What to produce: In the listing below, find every line with the string "exactly" and pull it out.

━━ Extracted records ━━

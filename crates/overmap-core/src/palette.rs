//! Palette bytes for marker rendering and the deterministic color
//! assignment. Color values are indices into the host's base-map palette.

/// Palette bytes cycled through for marker fills.
pub const MARKER_PALETTE: [u8; 12] = [34, 58, 86, 98, 114, 126, 78, 90, 102, 110, 66, 74];

/// Color of the facing line and tip block.
pub const DIRECTION_LINE_COLOR: u8 = 119;

/// Backing rectangle behind elevation and name labels.
pub const LABEL_BACKING_COLOR: u8 = 119;

/// Text color for name labels.
pub const NAME_TEXT_COLOR: u8 = 34;

/// Deterministic palette color for an identity via CRC32 of its bytes.
/// The same identity always maps to the same color, across frames and
/// across restarts.
pub fn marker_color(identity: &str) -> u8 {
    let hash = crc32fast::hash(identity.as_bytes());
    MARKER_PALETTE[hash as usize % MARKER_PALETTE.len()]
}
use glam::I64Vec2;

use crate::grid::snap_to_tile_center;
use crate::scale::Scale;

/// Identifier of the world (dimension) a tile or marker belongs to.
#[derive(Debug, Clone, PartialEq, Eq, Hash)]
pub struct WorldId(pub String);

impl WorldId {
    pub fn new(name: impl Into<String>) -> Self {
        Self(name.into())
    }

    pub fn as_str(&self) -> &str {
        &self.0
    }
}

/// Stable identity of a user driving a map session.
#[derive(Debug, Clone, PartialEq, Eq, Hash)]
pub struct UserId(pub String);

impl UserId {
    pub fn new(id: impl Into<String>) -> Self {
        Self(id.into())
    }
}

/// A snapped tile: its world, center point on the (x, z) plane, and scale.
///
/// Centers are only ever produced by snapping, so any two points inside one
/// tile footprint yield an identical `TileCoordinate`.
#[derive(Debug, Clone, PartialEq, Eq, Hash)]
pub struct TileCoordinate {
    pub world: WorldId,
    pub center: I64Vec2,
    pub scale: Scale,
}

impl TileCoordinate {
    /// Snap an arbitrary world position to the enclosing tile at `scale`.
    pub fn snapped(world: WorldId, position: I64Vec2, scale: Scale) -> Self {
        Self {
            world,
            center: snap_to_tile_center(position, scale),
            scale,
        }
    }
}

/// Opaque handle to a materialized map artifact, issued by the host.
#[derive(Debug, Clone, Copy, PartialEq, Eq, Hash)]
pub struct TileHandle(pub u32);

/// One tracked entity for one render frame. Supplied per tick by the
/// entity-enumeration collaborator; never persisted.
#[derive(Debug, Clone)]
pub struct Marker {
    pub world: WorldId,
    /// Block position: x/z on the map plane, y is elevation.
    pub x: i64,
    pub y: i64,
    pub z: i64,
    /// Facing in degrees; not required to be normalized.
    pub yaw: f32,
    /// Stable identity used for color assignment.
    pub identity: String,
    /// Display label, possibly carrying formatting codes.
    pub label: String,
    pub visible: bool,
}

#[cfg(test)]
mod tests {
    use super::*;

    #[test]
    fn test_snapped_tiles_equal_within_footprint() {
        let world = WorldId::new("overworld");
        let a = TileCoordinate::snapped(world.clone(), I64Vec2::new(130, 5), Scale::Closest);
        let b = TileCoordinate::snapped(world.clone(), I64Vec2::new(191, 120), Scale::Closest);
        assert_eq!(a, b);
        assert_eq!(a.center, I64Vec2::new(192, 64));
    }

    #[test]
    fn test_snapped_tiles_differ_across_scales() {
        let world = WorldId::new("overworld");
        let close = TileCoordinate::snapped(world.clone(), I64Vec2::ZERO, Scale::Closest);
        let far = TileCoordinate::snapped(world, I64Vec2::ZERO, Scale::Farthest);
        assert_ne!(close, far);
    }
}
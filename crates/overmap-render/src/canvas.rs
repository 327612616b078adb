use overmap_core::config::MapConfig;
use overmap_core::constants::{CANVAS_PIXELS, CANVAS_SIZE};
use overmap_core::types::Marker;

/// Capability over the 128x128 indexed-color surface owned by the host.
/// `get`/`set` coordinates are pre-validated to `[0, 128)` by callers.
pub trait PixelCanvas {
    fn get(&self, x: u32, y: u32) -> u8;
    fn set(&mut self, x: u32, y: u32, color: u8);

    /// Remove transient cursor annotations unrelated to the pixel grid.
    /// Default no-op for hosts without a cursor layer.
    fn clear_cursor_overlays(&mut self) {}
}

/// Plain in-memory canvas. Hosts with their own surface implement
/// [`PixelCanvas`] directly; this one backs tests and the bench runner.
#[derive(Debug, Clone, PartialEq, Eq)]
pub struct BufferCanvas {
    pixels: Vec<u8>,
}

impl Default for BufferCanvas {
    fn default() -> Self {
        Self::new()
    }
}

impl BufferCanvas {
    pub fn new() -> Self {
        Self::filled(0)
    }

    pub fn filled(color: u8) -> Self {
        Self {
            pixels: vec![color; CANVAS_PIXELS as usize],
        }
    }

    pub fn pixels(&self) -> &[u8] {
        &self.pixels
    }
}

impl PixelCanvas for BufferCanvas {
    fn get(&self, x: u32, y: u32) -> u8 {
        self.pixels[(y * CANVAS_SIZE + x) as usize]
    }

    fn set(&mut self, x: u32, y: u32, color: u8) {
        self.pixels[(y * CANVAS_SIZE + x) as usize] = color;
    }
}

/// Identifier the host assigns to an installed overlay handler.
#[derive(Debug, Clone, Copy, PartialEq, Eq)]
pub struct HandlerId(pub u32);

/// A per-tile overlay renderer registered with the canvas owner.
/// Handlers are identified by a stable capability tag, never by runtime
/// type inspection.
pub trait OverlayHandler {
    fn tag(&self) -> &'static str;

    /// Render one frame of overlays. `markers` is this tick's candidate
    /// set from the entity-enumeration collaborator.
    fn render(&mut self, canvas: &mut dyn PixelCanvas, markers: &[Marker], config: &MapConfig);
}

/// The canvas owner's handler registration surface.
pub trait OverlayHost {
    /// Installed handlers as (id, tag) pairs.
    fn list_handlers(&self) -> Vec<(HandlerId, String)>;
    fn remove_handler(&mut self, id: HandlerId);
    fn add_handler(&mut self, handler: Box<dyn OverlayHandler>);
}

/// Install a handler, first removing any already-installed handler that
/// carries the same tag. Reinstalling after a reload therefore never
/// stacks a second copy.
pub fn install_handler(host: &mut dyn OverlayHost, handler: Box<dyn OverlayHandler>) {
    let tag = handler.tag();
    let stale: Vec<HandlerId> = host
        .list_handlers()
        .into_iter()
        .filter(|(_, t)| t == tag)
        .map(|(id, _)| id)
        .collect();
    for id in stale {
        log::debug!("replacing overlay handler tagged '{tag}'");
        host.remove_handler(id);
    }
    host.add_handler(handler);
}
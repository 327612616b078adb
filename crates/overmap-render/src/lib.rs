pub mod canvas;
pub mod font;
pub mod overlay;
pub mod tracker;

pub use canvas::{install_handler, BufferCanvas, OverlayHandler, OverlayHost, PixelCanvas};
pub use tracker::{MarkerTracker, TileView};
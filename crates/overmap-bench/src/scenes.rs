use overmap_core::scale::Scale;
use overmap_core::types::{Marker, WorldId};

/// Configuration for a single benchmark scene.
pub struct SceneConfig {
    pub name: &'static str,
    pub marker_count: u32,
    pub scale: Scale,
    pub show_player_names: bool,
    pub show_y_level: bool,
}

/// Return the standard suite of benchmark scenes (8 to 256 markers).
pub fn standard_scenes() -> Vec<SceneConfig> {
    vec![
        SceneConfig {
            name: "sparse-8",
            marker_count: 8,
            scale: Scale::Closest,
            show_player_names: false,
            show_y_level: false,
        },
        SceneConfig {
            name: "town-32",
            marker_count: 32,
            scale: Scale::Closest,
            show_player_names: true,
            show_y_level: false,
        },
        SceneConfig {
            name: "labels-64",
            marker_count: 64,
            scale: Scale::Normal,
            show_player_names: true,
            show_y_level: true,
        },
        SceneConfig {
            name: "crowd-128",
            marker_count: 128,
            scale: Scale::Close,
            show_player_names: true,
            show_y_level: false,
        },
        SceneConfig {
            name: "wide-256",
            marker_count: 256,
            scale: Scale::Farthest,
            show_player_names: false,
            show_y_level: false,
        },
    ]
}

/// Generate the marker population for one frame of a scene.
///
/// Positions mix the marker index and frame number with fixed multipliers,
/// so runs are reproducible without an RNG dependency. The spread is a
/// little wider than one tile footprint, leaving roughly a fifth of the
/// markers off-canvas to exercise culling. Every 13th marker is invisible.
pub fn generate_markers(config: &SceneConfig, world: &WorldId, frame: u32) -> Vec<Marker> {
    let coverage = config.scale.coverage();
    let spread = coverage + coverage / 4;

    (0..config.marker_count)
        .map(|i| {
            let mix_x = (i as i64).wrapping_mul(7919) ^ (frame as i64).wrapping_mul(31337);
            let mix_z = (i as i64).wrapping_mul(104_729) ^ (frame as i64).wrapping_mul(1299);
            Marker {
                world: world.clone(),
                x: mix_x.rem_euclid(spread) - coverage / 8,
                y: 40 + mix_x.rem_euclid(100),
                z: mix_z.rem_euclid(spread) - coverage / 8,
                yaw: ((i * 37 + frame * 11) % 360) as f32,
                identity: format!("marker-{i:04}"),
                label: format!("Player{i:02}"),
                visible: i % 13 != 12,
            }
        })
        .collect()
}

#[cfg(test)]
mod tests {
    use super::*;

    #[test]
    fn test_generation_deterministic() {
        let config = &standard_scenes()[1];
        let world = WorldId::new("bench");
        let a = generate_markers(config, &world, 7);
        let b = generate_markers(config, &world, 7);
        assert_eq!(a.len(), b.len());
        for (ma, mb) in a.iter().zip(&b) {
            assert_eq!(ma.x, mb.x);
            assert_eq!(ma.z, mb.z);
            assert_eq!(ma.identity, mb.identity);
        }
    }

    #[test]
    fn test_markers_move_between_frames() {
        let config = &standard_scenes()[1];
        let world = WorldId::new("bench");
        let a = generate_markers(config, &world, 0);
        let b = generate_markers(config, &world, 1);
        assert!(a.iter().zip(&b).any(|(ma, mb)| ma.x != mb.x || ma.z != mb.z));
    }

    #[test]
    fn test_positions_inside_spread() {
        for config in standard_scenes() {
            let coverage = config.scale.coverage();
            let world = WorldId::new("bench");
            for marker in generate_markers(&config, &world, 3) {
                assert!(marker.x >= -coverage / 8);
                assert!(marker.x < coverage + coverage / 8);
            }
        }
    }
}
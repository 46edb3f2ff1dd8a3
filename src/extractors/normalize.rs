// src/extractors/normalize.rs

// --- Imports ---
use once_cell::sync::Lazy;
use scraper::{node::Node, ElementRef, Html, Selector};

// --- CSS Selectors (Lazy Static) ---
static TABLE_SELECTOR: Lazy<Selector> = Lazy::new(|| {
    Selector::parse("table").expect("Failed to compile TABLE_SELECTOR")
});

static ROW_SELECTOR: Lazy<Selector> = Lazy::new(|| {
    Selector::parse("tr").expect("Failed to compile ROW_SELECTOR")
});

// Only data cells; header cells never carry the line-item labels we look for.
static CELL_SELECTOR: Lazy<Selector> = Lazy::new(|| {
    Selector::parse("td").expect("Failed to compile CELL_SELECTOR")
});

// Text under these elements is not part of the rendered document.
const NON_CONTENT_TAGS: [&str; 3] = ["script", "style", "template"];

// --- Data Structures ---

/// One `<tr>`: the trimmed text of each data cell, left to right.
pub type Row = Vec<String>;

/// One `<table>`: its rows in document order.
#[derive(Debug, Clone, Default, PartialEq, Eq)]
pub struct Table {
    pub rows: Vec<Row>,
}

impl Table {
    pub fn new(rows: Vec<Row>) -> Self {
        Self { rows }
    }
}

/// What the balance-sheet scanner needs from a parsed document.
///
/// Keeps the scanning logic independent of the HTML parser: anything that
/// can list its tables and render itself as line-separated text will do.
pub trait TableSource {
    /// All tables in document order, nested tables included as their own entries.
    fn tables(&self) -> Vec<Table>;

    /// The document's text fragments joined with newlines.
    fn flattened_text(&self) -> String;
}

/// `scraper`-backed [`TableSource`].
pub struct HtmlDocument {
    document: Html,
}

impl HtmlDocument {
    /// Parses arbitrary input. html5ever recovers from any malformed markup,
    /// so this never fails; empty input yields an empty document.
    pub fn parse(raw_html: &str) -> Self {
        Self { document: Html::parse_document(raw_html) }
    }
}

impl TableSource for HtmlDocument {
    fn tables(&self) -> Vec<Table> {
        self.document
            .select(&TABLE_SELECTOR)
            .map(table_from_element)
            .collect()
    }

    fn flattened_text(&self) -> String {
        self.document
            .tree
            .root()
            .descendants()
            .filter_map(|node| match node.value() {
                Node::Text(text) => {
                    let hidden = node.ancestors().any(|ancestor| is_non_content(ancestor.value()));
                    (!hidden).then_some(&**text)
                }
                _ => None,
            })
            .collect::<Vec<&str>>()
            .join("\n")
    }
}

fn is_non_content(node: &Node) -> bool {
    node.as_element()
        .map_or(false, |el| NON_CONTENT_TAGS.contains(&el.name()))
}

fn table_from_element(table: ElementRef) -> Table {
    let rows = table
        .select(&ROW_SELECTOR)
        .map(|tr| tr.select(&CELL_SELECTOR).map(cell_text).collect())
        .collect();
    Table::new(rows)
}

/// Each text fragment trimmed, blanks dropped, the rest concatenated.
fn cell_text(cell: ElementRef) -> String {
    cell.text()
        .map(str::trim)
        .filter(|fragment| !fragment.is_empty())
        .collect()
}
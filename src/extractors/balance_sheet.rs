// src/extractors/balance_sheet.rs

// --- Imports ---
use crate::extractors::normalize::{HtmlDocument, Row, Table, TableSource};
use crate::extractors::patterns;
use crate::report::ExtractionResult;

// --- Data Structures ---

/// The tier that resolved a line item.
#[derive(Debug, Clone, Copy, PartialEq, Eq)]
pub enum Resolution {
    /// Label row itself carried exactly two figures.
    SameRow,
    /// A later blank-label row in the same table carried them.
    SumRow,
    /// Regex over the flattened document text.
    Inline,
}

/// Resolution state of one start/end pair.
///
/// `Unresolved` moves to `Resolved` at most once; a resolved pair is never
/// overwritten by a later candidate.
#[derive(Debug, Clone, Default, PartialEq, Eq)]
pub enum FieldState {
    #[default]
    Unresolved,
    Resolved {
        start: String,
        end: String,
        via: Resolution,
    },
}

impl FieldState {
    pub fn is_resolved(&self) -> bool {
        matches!(self, FieldState::Resolved { .. })
    }

    /// Fires the transition. Returns `false` (and changes nothing) when the
    /// pair was already resolved.
    pub fn resolve(&mut self, (start, end): (String, String), via: Resolution) -> bool {
        if self.is_resolved() {
            return false;
        }
        *self = FieldState::Resolved { start, end, via };
        true
    }

    pub fn resolution(&self) -> Option<Resolution> {
        match self {
            FieldState::Resolved { via, .. } => Some(*via),
            FieldState::Unresolved => None,
        }
    }

    fn write_into(&self, start_slot: &mut String, end_slot: &mut String) {
        if let FieldState::Resolved { start, end, .. } = self {
            start_slot.clone_from(start);
            end_slot.clone_from(end);
        }
    }
}

/// The two line items tracked while scanning one document.
#[derive(Debug, Clone, Default, PartialEq, Eq)]
pub struct LineItems {
    /// Technische Anlagen und Maschinen.
    pub tech: FieldState,
    /// Sachanlagen.
    pub sach: FieldState,
}

impl LineItems {
    pub fn all_resolved(&self) -> bool {
        self.tech.is_resolved() && self.sach.is_resolved()
    }
}

// --- Main Extractor Structure ---

/// Pulls period dates and the Technische Anlagen / Sachanlagen figures out
/// of a Jahresabschluss.
///
/// Tiers, in priority order: the label row itself, a sum row below it in
/// the same table (Sachanlagen only), then a regex over the whole text.
/// Malformed input is ordinary data; the result is always complete.
#[derive(Debug, Default)]
pub struct BalanceSheetExtractor;

impl BalanceSheetExtractor {
    pub fn new() -> Self { Self {} }

    /// Parses `raw_html` and extracts from it.
    pub fn extract(&self, raw_html: &str, company_name: Option<&str>) -> ExtractionResult {
        if raw_html.trim().is_empty() {
            tracing::debug!("No HTML provided, returning defaults");
            return assemble(company_name, None, &LineItems::default());
        }
        let document = HtmlDocument::parse(raw_html);
        self.extract_from(&document, company_name)
    }

    /// Extracts from any parsed document.
    pub fn extract_from<S: TableSource + ?Sized>(
        &self,
        source: &S,
        company_name: Option<&str>,
    ) -> ExtractionResult {
        let text = source.flattened_text();

        // 1. Period dates
        let dates = patterns::period_dates(&text);
        tracing::debug!("Period dates: {:?}", dates);

        // 2. Tables
        let tables = source.tables();
        tracing::debug!("Found {} table(s)", tables.len());
        let mut items = self.scan_tables(&tables);

        // 3. Inline fallback for whatever the tables left open
        self.apply_inline_fallback(&text, &mut items);
        tracing::debug!(
            "Resolved via: technische anlagen {:?}, sachanlagen {:?}",
            items.tech.resolution(),
            items.sach.resolution()
        );

        assemble(company_name, dates, &items)
    }

    /// Runs the table tiers over all tables in order, stopping as soon as
    /// both line items are resolved.
    pub fn scan_tables(&self, tables: &[Table]) -> LineItems {
        let mut items = LineItems::default();
        for (t_idx, table) in tables.iter().enumerate() {
            tracing::trace!("Checking table #{} ({} rows)", t_idx, table.rows.len());
            self.scan_table(table, &mut items);
            if items.all_resolved() {
                tracing::debug!("Both line items resolved after table #{}, skipping the rest", t_idx);
                break;
            }
        }
        items
    }

    fn scan_table(&self, table: &Table, items: &mut LineItems) {
        // First Technische Anlagen label in a table decides it, win or lose.
        let mut tech_label_seen = false;

        for (r_idx, cells) in table.rows.iter().enumerate() {
            let Some(first_cell) = cells.first() else {
                continue;
            };

            if !tech_label_seen && !items.tech.is_resolved() && patterns::is_tech_label(first_cell) {
                tech_label_seen = true;
                tracing::debug!("Row {} has 'technische anlagen': {:?}", r_idx, cells);
                match patterns::two_numeric_cells(cells) {
                    Some(pair) => {
                        tracing::debug!("Technische Anlagen pair on same row: {:?}", pair);
                        items.tech.resolve(pair, Resolution::SameRow);
                    }
                    None => tracing::debug!("No numeric pair on row {}, not searching this table further for Technische Anlagen", r_idx),
                }
            }

            if !items.sach.is_resolved() && patterns::is_sach_label(first_cell) {
                tracing::debug!("Row {} has 'sachanlagen': {:?}", r_idx, cells);
                if let Some(pair) = patterns::two_numeric_cells(cells) {
                    tracing::debug!("Sachanlagen pair on same row: {:?}", pair);
                    items.sach.resolve(pair, Resolution::SameRow);
                } else if let Some((offset, pair)) = find_sum_row(&table.rows[r_idx + 1..]) {
                    tracing::debug!("Sachanlagen pair on sum row {}: {:?}", r_idx + 1 + offset, pair);
                    items.sach.resolve(pair, Resolution::SumRow);
                } else {
                    tracing::trace!("No sum row below row {} for Sachanlagen", r_idx);
                }
            }
        }
    }

    fn apply_inline_fallback(&self, text: &str, items: &mut LineItems) {
        if items.all_resolved() {
            return;
        }
        tracing::debug!("Running inline fallback over {} bytes of text", text.len());

        if !items.sach.is_resolved() {
            if let Some(pair) = patterns::inline_sach_pair(text) {
                tracing::debug!("Inline fallback found Sachanlagen: {:?}", pair);
                items.sach.resolve(pair, Resolution::Inline);
            }
        }

        if !items.tech.is_resolved() {
            if let Some(pair) = patterns::inline_tech_pair(text) {
                tracing::debug!("Inline fallback found Technische Anlagen: {:?}", pair);
                items.tech.resolve(pair, Resolution::Inline);
            }
        }
    }
}

/// First row with a blank first cell and exactly two figures, as
/// (index into `rows`, pair).
fn find_sum_row(rows: &[Row]) -> Option<(usize, (String, String))> {
    rows.iter()
        .enumerate()
        .filter(|(_, cells)| cells.first().is_some_and(|c| patterns::is_blank_label(c)))
        .find_map(|(idx, cells)| patterns::two_numeric_cells(cells).map(|pair| (idx, pair)))
}

fn assemble(
    company_name: Option<&str>,
    dates: Option<(String, String)>,
    items: &LineItems,
) -> ExtractionResult {
    let mut result = ExtractionResult::default();

    if let Some(name) = company_name.map(str::trim).filter(|n| !n.is_empty()) {
        result.company_name = name.to_string();
    }
    if let Some((start, end)) = dates {
        result.start_date = start;
        result.end_date = end;
    }
    items.tech.write_into(&mut result.tech_start, &mut result.tech_end);
    items.sach.write_into(&mut result.sach_start, &mut result.sach_end);

    result
}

━━━

Response to the task:
    /// Label row itself carried exactly two figures.
/// First row with a blank first cell and exactly two figures, as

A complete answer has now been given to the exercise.